New York: Restricting excessive consumption of added sugars may represent an early and important target by which non-alcoholic fatty-liver disease (NAFLD) risk can be reduced among children, said researchers.
The study, published recently in the journal Pediatric Obesity, indicated that NAFLD is associated with both a lack of exercise and excessive consumption of sucrose, the scientific name for table sugar, which is comprised of both fructose and glucose.
While both are found naturally in fruits, vegetables, dairy products and grains, they are often an additive to many processed foods.
“The prevalence of fatty-liver disease is escalating not only in adults, but also in children,” said researcher Johanna DiStefano, Professor at the al Genomics Research Institute (TGen).
“Like Type-2 diabetes, NAFLD used to be considered a disease that developed only in adulthood, but that is no longer true,” DiStefano added.

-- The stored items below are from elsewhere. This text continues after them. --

use engine::{CircuitFn, EncryptionStatus, Integer};

use crate::{argmax::reduce, band::classify};

/// Argument names of [DominantBand], in order.
pub const PARAMETERS: [&str; 2] = ["powers", "frequencies"];

/// Band ordinal of the frequency carrying the most power.
pub fn classify_dominant_band<T: Integer>(powers: &[T], frequencies: &[T]) -> T {
    classify(&reduce(powers, frequencies))
}

/// [classify_dominant_band] as a compilable circuit over two arrays.
#[derive(Debug, Clone, Copy, Default)]
pub struct DominantBand;

impl DominantBand {
    /// Both arguments are confidential.
    pub fn encryption_statuses() -> [(&'static str, EncryptionStatus); 2] {
        PARAMETERS.map(|name| (name, EncryptionStatus::Encrypted))
    }
}

impl CircuitFn for DominantBand {
    fn parameters(&self) -> &[&'static str] {
        &PARAMETERS
    }

    fn evaluate<T: Integer>(&self, args: &[Vec<T>]) -> T {
        classify_dominant_band(&args[0], &args[1])
    }
}

#[cfg(test)]
mod tests {
    use super::*;
    use crate::{band::Band, scale::scale};
    use engine::{Circuit, Compiler, Simulation, Width};

    fn scaled(hz: &[f64]) -> Vec<i64> {
        hz.iter().copied().map(scale).collect()
    }

    #[test]
    fn plain_scenarios() {
        let cases: [(&[f64], &[f64], Band); 4] = [
            (&[10.0, 6.0, 40.0], &[2.0, 6.0, 40.0], Band::Gamma),
            (&[40.0, 6.0, 10.0], &[2.0, 6.0, 40.0], Band::Delta),
            (&[10.0, 25.0, 40.0], &[2.0, 10.0, 40.0], Band::Gamma),
            (&[5.0, 5.0, 5.0], &[1.0, 20.0, 35.0], Band::Delta),
        ];
        for (powers, frequencies, band) in cases {
            assert_eq!(
                classify_dominant_band(&scaled(powers), &scaled(frequencies)),
                band.ordinal()
            );
        }
    }

    #[test]
    fn compiles_to_a_17_bit_circuit() {
        let compiler: Compiler<DominantBand> = Compiler::new(DominantBand, &DominantBand::encryption_statuses());
        let a: Circuit<Simulation> = compiler.compile(&[vec![vec![0; 3], vec![0; 3]]]).unwrap();
        let b: Circuit<Simulation> = compiler
            .compile(&[
                vec![scaled(&[10.0, 6.0, 40.0]), scaled(&[2.0, 6.0, 40.0])],
                vec![vec![65535; 3], vec![65535; 3]],
            ])
            .unwrap();

        // The largest threshold constant already needs 17 bits.
        assert_eq!(a.encoding().width(), Width(17));
        assert_eq!(b.encoding().width(), Width(17));
        assert_eq!(a.statistics(), b.statistics());

        // One comparison and two products per sample, less the dead final
        // running-maximum update, then nine comparisons and four indicator
        // products to classify.
        assert_eq!(a.statistics().nonlinear, 3 * 3 - 1 + 9 + 4);
        assert_eq!(a.shapes(), vec![3, 3]);
    }
}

Glucose, absorbed in the intestines, is the body’s preferred carbohydrate-based energy source. Fructose must first be converted by the liver into glucose before the body can use it for energy.
An earlier study, led by DiStefano, showed that fructose increased gene expression, altered proper cell function, and often led to liver disease.
For this study, the research team focused on studies that linked excessive fructose intake to children with NAFLD, interventions that restricted fructose, and identification of related metabolic biomarkers.
“By getting a better handle on diagnosis and disease severity, we will have a more individualized approach to management where some kids will respond well to diet and exercise while others may need a more aggressive intervention,” said researcher Gabriel Shaibi from the Arizona State University.
The reviewers indicate that additional studies are needed to understand both the short- and long-term effects of high fructose consumption and the development of NAFLD among children.
However, they suggest that “efforts to reduce global consumption of added sugars in the diet would most certainly yield a positive impact on overall health in youth due to its relative simplicity and focus on a single behaviour.”